Good morning. Here’s what’s happened so far:
– Data in the US was on the weaker side again overnight. This continues the recent run of downside misses which has taken the US data pulse (Citibank economic surprise index) to its lowest level in years. What that tells us is that economists have been more positive on the US growth profile and data releases than what the actual data has revealed about the US economy. That is one reason why Janet Yellen’s testimony tonight – and any hints she gives as to the timing of the first Fed hike – are so important to markets. Notwithstanding the solid jobs reports recently, there is a growing chance that the Fed will delay. Whether or not Yellen hints at this will have traders on tenterhooks when she walks up Capitol Hill tonight.
– Looking at the data specifically, existing home sales dropped 4.9% to a 4.82 million annual rate. That’s well below the fall of 0.8% and an annual rate of 4.97 million that was expected. Likewise, the Dallas Fed manufacturing index dropped from 4.4 in January to 11.2 this month. Data out in Germany was a little weaker than expected as well, with IFO expectations at 102.5 (103 expected). Business Climate printed 106.8 (107.7 expected) while the Current Assessment came in at 111.3, down from 111.7 and against 112.7 expected.

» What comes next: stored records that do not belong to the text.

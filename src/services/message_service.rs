use deadpool_postgres::Pool;
use uuid::Uuid;

use crate::error::{AppError, AppResult};
use crate::models::{Message, Page};
use crate::services::{commit, new_id};

pub const MESSAGES_MAX_LIMIT: i64 = 100;
pub const MESSAGES_DEFAULT_LIMIT: i64 = 50;

pub struct MessageService;

impl MessageService {
    /// Appends a message, bumps the conversation and un-hides it for every
    /// participant, all in one transaction.
    ///
    /// The sender must be a participant (hidden or not); otherwise nothing is
    /// written and the conversation is reported as not found.
    pub async fn new_message(
        db: &Pool,
        sender_id: Uuid,
        conversation_id: Uuid,
        content: &str,
    ) -> AppResult<Message> {
        let mut client = db.get().await?;
        let tx = client.transaction().await?;

        let row = tx
            .query_opt(
                r#"
                WITH inserted AS (
                    INSERT INTO messages (id, conversation_id, sender_id, content, created_at)
                    SELECT $1::uuid, $2::uuid, $3::uuid, $4::text, clock_timestamp()
                    WHERE EXISTS (
                        SELECT 1 FROM conversation_participants
                        WHERE conversation_id = $2 AND user_id = $3
                    )
                    RETURNING id, conversation_id, sender_id, content, created_at, is_read
                )
                SELECT i.id, i.conversation_id, i.sender_id, u.name AS sender_name,
                       i.content, i.created_at, i.is_read
                FROM inserted i
                JOIN users u ON u.id = i.sender_id
                "#,
                &[&new_id(), &conversation_id, &sender_id, &content],
            )
            .await?
            .ok_or(AppError::NotFound("conversation"))?;
        let message = Message::from_row(&row);

        tx.execute(
            "UPDATE conversations SET updated_at = NOW() WHERE id = $1",
            &[&conversation_id],
        )
        .await?;
        tx.execute(
            r#"
            UPDATE conversation_participants
            SET left_at = NULL
            WHERE conversation_id = $1 AND left_at IS NOT NULL
            "#,
            &[&conversation_id],
        )
        .await?;

        commit(tx).await?;
        Ok(message)
    }

    /// Deletes the message if `requester` sent it, returning its conversation.
    ///
    /// Zero rows affected means someone else's (or no) message and is a denial.
    pub async fn delete_message(db: &Pool, requester: Uuid, message_id: Uuid) -> AppResult<Uuid> {
        let client = db.get().await?;
        let row = client
            .query_opt(
                "DELETE FROM messages WHERE id = $1 AND sender_id = $2 RETURNING conversation_id",
                &[&message_id, &requester],
            )
            .await?;

        match row {
            Some(row) => Ok(row.get("conversation_id")),
            None => Err(AppError::Forbidden(
                "message does not exist or was not sent by you".into(),
            )),
        }
    }

    /// Hides the conversation for `user_id` only. Messages are untouched.
    pub async fn hide(db: &Pool, user_id: Uuid, conversation_id: Uuid) -> AppResult<()> {
        let client = db.get().await?;
        let updated = client
            .execute(
                r#"
                UPDATE conversation_participants
                SET left_at = NOW()
                WHERE conversation_id = $1 AND user_id = $2
                "#,
                &[&conversation_id, &user_id],
            )
            .await?;

        if updated == 0 {
            return Err(AppError::NotFound("conversation"));
        }
        Ok(())
    }

    /// Newest first. A requester who is not a visible participant gets an
    /// empty page; membership is checked in the same statement.
    pub async fn list_messages(
        db: &Pool,
        requester: Uuid,
        conversation_id: Uuid,
        limit: Option<i64>,
        offset: Option<i64>,
    ) -> AppResult<Vec<Message>> {
        let page = Page::clamp(limit, offset, MESSAGES_MAX_LIMIT, MESSAGES_DEFAULT_LIMIT);
        let client = db.get().await?;

        let rows = client
            .query(
                r#"
                SELECT m.id, m.conversation_id, m.sender_id, u.name AS sender_name,
                       m.content, m.created_at, m.is_read
                FROM messages m
                JOIN users u ON u.id = m.sender_id
                WHERE m.conversation_id = $1
                  AND EXISTS (
                      SELECT 1 FROM conversation_participants cp
                      WHERE cp.conversation_id = $1 AND cp.user_id = $2 AND cp.left_at IS NULL
                  )
                ORDER BY m.created_at DESC, m.id DESC
                LIMIT $3 OFFSET $4
                "#,
                &[&conversation_id, &requester, &page.limit, &page.offset],
            )
            .await?;

        Ok(rows.iter().map(Message::from_row).collect())
    }

    /// Marks every message from the other participants as read for `user_id`.
    pub async fn mark_read(db: &Pool, user_id: Uuid, conversation_id: Uuid) -> AppResult<u64> {
        let mut client = db.get().await?;
        let tx = client.transaction().await?;

        let is_participant = tx
            .query_opt(
                r#"
                SELECT 1 FROM conversation_participants
                WHERE conversation_id = $1 AND user_id = $2
                "#,
                &[&conversation_id, &user_id],
            )
            .await?
            .is_some();
        if !is_participant {
            return Err(AppError::NotFound("conversation"));
        }

        let updated = tx
            .execute(
                r#"
                UPDATE messages
                SET is_read = TRUE
                WHERE conversation_id = $1 AND sender_id <> $2 AND is_read = FALSE
                "#,
                &[&conversation_id, &user_id],
            )
            .await?;

        commit(tx).await?;
        Ok(updated)
    }
}
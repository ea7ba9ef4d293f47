use deadpool_postgres::Pool;
use std::time::Duration;
use uuid::Uuid;

use crate::services::{with_deadline, ConversationService};
use crate::websocket::events::WebSocketEvent;
use crate::websocket::{ConnectionRegistry, SendOutcome};

/// Pushes committed conversation events to live counterparts.
///
/// Strictly best-effort: failures are logged and never reach the write path.
#[derive(Clone)]
pub struct DeliveryCoordinator {
    db: Pool,
    registry: ConnectionRegistry,
    /// Bound on the recipient lookup.
    deadline: Duration,
}

impl DeliveryCoordinator {
    pub fn new(db: Pool, registry: ConnectionRegistry, deadline: Duration) -> Self {
        Self {
            db,
            registry,
            deadline,
        }
    }

    /// Fire-and-forget variant used by request handlers after commit.
    pub fn dispatch(&self, conversation_id: Uuid, actor_id: Uuid, event: WebSocketEvent) {
        let this = self.clone();
        tokio::spawn(async move {
            this.deliver(conversation_id, actor_id, event, false).await;
        });
    }

    /// Resolves the counterparts of `actor_id` and pushes `event` to each.
    /// Returns how many endpoints accepted it.
    pub async fn deliver(
        &self,
        conversation_id: Uuid,
        actor_id: Uuid,
        event: WebSocketEvent,
        visible_only: bool,
    ) -> usize {
        let lookup =
            ConversationService::counterparts(&self.db, conversation_id, actor_id, visible_only);
        let recipients = match with_deadline(self.deadline, lookup).await {
                Ok(recipients) => recipients,
                Err(e) => {
                    tracing::warn!(
                        conversation_id = %conversation_id,
                        event = event.event_type(),
                        error = %e,
                        "could not resolve recipients, skipping push"
                    );
                    return 0;
                }
            };

        self.push_to(&recipients, conversation_id, actor_id, &event)
            .await
    }

    pub async fn push_to(
        &self,
        recipients: &[Uuid],
        conversation_id: Uuid,
        actor_id: Uuid,
        event: &WebSocketEvent,
    ) -> usize {
        if recipients.is_empty() {
            return 0;
        }

        let payload = match event.to_payload(conversation_id, actor_id) {
            Ok(p) => p,
            Err(e) => {
                tracing::error!(event = event.event_type(), error = %e, "failed to encode event");
                return 0;
            }
        };

        let mut delivered = 0;
        for recipient in recipients {
            if self.registry.send_to_user(*recipient, payload.clone()).await == SendOutcome::Delivered {
                delivered += 1;
            }
        }

        tracing::debug!(
            conversation_id = %conversation_id,
            event = event.event_type(),
            recipients = recipients.len(),
            delivered,
            "event pushed"
        );
        delivered
    }
}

– Turning to Greece, news of a delay in the presentation of the Greek plan to the Eurogroup till tonight has bred concerns that “what might have been circulated privately yesterday was unacceptable to Germany or some others Eurozone officials,” according to Ray Attrill, the NAB’s co-head of Currency Strategy. No surprises then that euro is lower at 1.1330ish this morning.
– At the close, the scoreboard in the US reads:
- Dow Jones down 0.13%, 23 points to 18,117
- Nasdaq up 0.1% to 4,961
- S&P flat at 2,110
– European markets at the close:
- London(FTSE 100) down 0.05% to 6,912
- Frankfurt (DAX) up 0.73%, 80 points to 11,131
- Paris (CAC) up 0.64%, 31 points to 4,862
- Milan (FTSEMIB) up 0.56%, 121 points to 21,964
- Madrid (IBEX) up 1.02%, 111 points to 10,990
– On the ASX, SPI 200 futures traders overnight have the March contract up 7 points to 5,868. This follows a 0.4% rise yesterday as the banks led the market higher. Whatever happens today in trade – be it good or bad – is going to be completely overshadowed tonight with a full list of speeches and important data in the US and Europe.
– In Asia yesterday, Japan made another 15-year high, up 0.73% to 18,467. BoJ minutes yesterday highlighted the bank still thinks it is going to get inflation back to 2% this year. That’s positive for stocks because of what it implies about the strength of the economy. Whether or not you agree, there is no denying the bullishness of the Nikkei at the moment. Shanghai was out again for CNY but Hong Kong came back and did nothing, closing up 0.02% at 24,837.
– On rates markets, the weaker than expected US data helped the market a little with 10-year Treasuries closing down 6 points to 2.06%. German 10s finished at 0.33% while in the UK, 10s finished at 1.80%.
– In Forex land, the chance for a euro rally seems to be fading fast. It should have, could have, would have rallied if it had any decent internal momentum with the weak US data and the apparent resolution to the Greek issue Friday. It didn’t, which suggests now that it won’t. Euro is this morning back in the 1.1330s. GBP on the other hand looks a lot better – particularly against euro. In US dollar terms, GBP this morning sits at 1.5458. USDJPY is at 118.83 and the Aussie has slipped a little but is still clinging around the 78 cent region at 7800 as I write.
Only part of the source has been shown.